Frédéric Regamey

Paris, 1849 – Paris, 1925

 

L'Atelier de Carolus-Duran, 1887

Pastel

316 x 245 mm

Signé et daté en bas à droite : Frédéric Regamey / 1887

 

Né à Paris mais d’origine suisse, Frédéric Regamey est issu d’une famille d’artistes : son père, Louis-Pierre Guillaume, est chromolithographe ; son frère aîné, Guillaume, peintre militaire tandis que le cadet, Félix a longtemps séjourné au Japon qu’il a longuement peint. Après une formation auprès d’Horace Lecoq de Boisbaudran, Frédéric commence sa carrière comme illustrateur après la guerre de 1870. Grand sportif, escrimeur de talent, bicycliste enragé, Regamey va se spécialiser dans les scènes sportives : en 1898, il illustre ainsi Velocipédie et automobilisme. Il va surtout illustrer des scènes contemporaines, aussi bien en dessin qu’en peinture : Les funérailles de Gambetta, 1892 (Paris, musée d’Orsay), Les Délégués des Colonies et Monsieur Jules Ferry, 1892 (Paris, musée du quai Branly). Il réalise également de nombreuses vues d’intérieur dont une série de dessins intitulée Le Monde d’il y a vingt ans, publiés dans le Figaro illustré, montrant les salons et les fêtes qui rythmaient la vie parisienne dans les années 1880. Avec son épouse Jeanne, Regamey séjourne régulièrement, à partir de 1898, à Beblenheim en Alsace où il trouve l’inspiration pour de nombreuses illustrations d’ouvrages à caractère régional comme les Récits d’un vieil alsacien (1905), Au pays d’Alsace, contes et récits nationaux (1906) ou Les Histoires de la mère Grétel publié en 1918. Avec sa série des Ateliers, Regamey entame en 1888 la publication de vues des ateliers des principaux artistes contemporains : Cabanel, Henner, Bonnat, Chaplin, etc. La même année, il illustre Les Peintres de la femme, un texte de Claude Vento (pseudonyme d’Alice de Laincel). Notre pastel est un des dessins préparatoires pour cette dernière publication. Transformé par l’ajout de plusieurs femmes, notre dessin sera reproduit dans le chapitre consacré à Carolus-Duran (pages 294-299).

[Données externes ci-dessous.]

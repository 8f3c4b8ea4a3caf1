//! Localized report rendering
//!
//! Turns a `ChatStats` into the plain-text report posted to Telegram or
//! printed on the console. Locale is a configuration choice; the engine
//! never sees it.

use std::collections::HashMap;

use crate::stats::{ChatStats, UserSlot, RELAXED_GAP_HOURS, STRICT_GAP_HOURS};

/// Report locale.
#[derive(Debug, Clone, Copy, PartialEq, Eq)]
pub enum Language {
    En,
    Ru,
}

impl Language {
    /// Unknown values fall back to English.
    pub fn parse(value: &str) -> Self {
        match value.to_lowercase().as_str() {
            "ru" | "rus" | "russian" => Language::Ru,
            _ => Language::En,
        }
    }
}

/// Text of the placeholder message posted before computation starts.
pub fn placeholder_notice(language: Language) -> &'static str {
    match language {
        Language::En => "Creating stats...",
        Language::Ru => "Готовлю статистику...",
    }
}

/// Rendered instead of a report when the batch has fewer than two senders.
pub fn insufficient_data_notice(language: Language) -> &'static str {
    match language {
        Language::En => "Not enough data: the chat needs messages from two participants.",
        Language::Ru => "Недостаточно данных: в чате нужны сообщения двух участников.",
    }
}

/// Render the full report in the requested locale.
pub fn render(stats: &ChatStats, names: &HashMap<i64, String>, language: Language) -> String {
    match language {
        Language::En => render_en(stats, names),
        Language::Ru => render_ru(stats, names),
    }
}

fn display_name(names: &HashMap<i64, String>, user_id: i64) -> String {
    names
        .get(&user_id)
        .cloned()
        .unwrap_or_else(|| user_id.to_string())
}

fn fmt_opt(value: Option<f64>, unit: &str, missing: &str) -> String {
    match value {
        Some(v) => format!("{:.2}{}", v, unit),
        None => missing.to_string(),
    }
}

/// Day keys are stored as `DD_MM_YYYY`; the report prints `DD.MM.YYYY`.
fn day_label(day: &str) -> String {
    day.replace('_', ".")
}

fn both(stats: &ChatStats) -> [&UserSlot; 2] {
    [&stats.user_a, &stats.user_b]
}

fn render_en(stats: &ChatStats, names: &HashMap<i64, String>) -> String {
    let mut lines = Vec::new();

    lines.push("Chat Stats".to_string());
    lines.push(String::new());

    lines.push(format!("Total messages: {}", stats.total_messages));
    for user in both(stats) {
        lines.push(format!(
            "{}: {} messages, reply ratio {:.2}, message share {:.2}",
            display_name(names, user.user_id),
            user.messages,
            user.ratio_to_other,
            user.message_share
        ));
    }
    lines.push(String::new());

    lines.push("Started first:".to_string());
    for user in both(stats) {
        lines.push(format!(
            "{}: share {:.2}, av. answer time {}",
            display_name(names, user.user_id),
            user.initiation_share,
            fmt_opt(user.avg_reply_secs, "s", "n/a")
        ));
    }
    lines.push(String::new());

    lines.push("Av. text size:".to_string());
    for user in both(stats) {
        lines.push(format!(
            "{}: {}",
            display_name(names, user.user_id),
            fmt_opt(user.avg_text_len, " chars", "n/a")
        ));
    }
    lines.push(String::new());

    lines.push("Top days:".to_string());
    for day in &stats.busiest_days {
        lines.push(format!("{} - {}", day_label(&day.day), day.count));
    }
    lines.push("...".to_string());
    // Quietest days print in reverse so the list ends at the quietest one.
    for day in stats.quietest_days.iter().rev() {
        lines.push(format!("{} - {}", day_label(&day.day), day.count));
    }
    lines.push(String::new());

    lines.push("Longest conversation:".to_string());
    lines.push(format!(
        "{}h gap: {:.2}h",
        STRICT_GAP_HOURS, stats.longest_session.strict_hours
    ));
    lines.push(format!(
        "{}h gap: {:.2}h",
        RELAXED_GAP_HOURS, stats.longest_session.relaxed_hours
    ));
    lines.push(String::new());

    lines.push(format!("🔥 Streak: {} days", stats.streak_days));

    lines.join("\n")
}

fn render_ru(stats: &ChatStats, names: &HashMap<i64, String>) -> String {
    let mut lines = Vec::new();

    lines.push("Статистика чата".to_string());
    lines.push(String::new());

    lines.push(format!("Всего сообщений: {}", stats.total_messages));
    for user in both(stats) {
        lines.push(format!(
            "{}: {} сообщений, коэф. ответов {:.2}, доля сообщений {:.2}",
            display_name(names, user.user_id),
            user.messages,
            user.ratio_to_other,
            user.message_share
        ));
    }
    lines.push(String::new());

    lines.push("Написал первым/ой:".to_string());
    for user in both(stats) {
        lines.push(format!(
            "{}: доля {:.2}, ср. время ответа {}",
            display_name(names, user.user_id),
            user.initiation_share,
            fmt_opt(user.avg_reply_secs, "с", "н/д")
        ));
    }
    lines.push(String::new());

    lines.push("Средний размер текста:".to_string());
    for user in both(stats) {
        lines.push(format!(
            "{}: {}",
            display_name(names, user.user_id),
            fmt_opt(user.avg_text_len, " симв.", "н/д")
        ));
    }
    lines.push(String::new());

    lines.push("Топ дней:".to_string());
    for day in &stats.busiest_days {
        lines.push(format!("{} - {}", day_label(&day.day), day.count));
    }
    lines.push("...".to_string());
    for day in stats.quietest_days.iter().rev() {
        lines.push(format!("{} - {}", day_label(&day.day), day.count));
    }
    lines.push(String::new());

    lines.push("Максимальное время общения:".to_string());
    lines.push(format!(
        "окно {}ч: {:.2}ч",
        STRICT_GAP_HOURS, stats.longest_session.strict_hours
    ));
    lines.push(format!(
        "окно {}ч: {:.2}ч",
        RELAXED_GAP_HOURS, stats.longest_session.relaxed_hours
    ));
    lines.push(String::new());

    lines.push(format!("🔥 Streak: {} дней", stats.streak_days));

    lines.join("\n")
}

Charles-Emile Auguste Durand, dit Carolus-Duran (Lille, 1837-Paris, 1917), remporte un énorme succès avec La Dame au gant en 1868 (Paris, musée d’Orsay). A la suite de cette réussite, il se consacre essentiellement au portrait mondain tout en poursuivant une carrière de peintre d’histoire. L’atelier de Carolus-Duran était situé passage Stanislas, près de la rue Notre-Dame-des-Champs, au premier étage d’un hôtel particulier. Claude Vento décrit ainsi la pièce représentée par Regamey : « Eclairé par le haut, en dôme, c’est une vaste pièce dont les murs, tendus de grenat, disparaissent sous les tableaux, qui se détachent en note plus intense sur les vieilles tapisseries, accrochées un peu partout. […] En face [du cabinet de travail] est l’orgue sur lequel, lorsque sa fantaisie l’y conduit, [Carolus-Duran] se met à jouer tout à coup, interrompant subitement travail ou causerie ; au fond, de resplendissantes idoles japonaises en bois doré, et au dessus l’admirable Vision que j’ai décrite »[1]. Il s’agit d’une toile aujourd’hui perdue, La Vision de l’ermite ou Tentation de saint Jérôme, exécutée en 1883.

 


[1] C. Vento, Les Peintres de la femme, Paris, 1887, p. 295.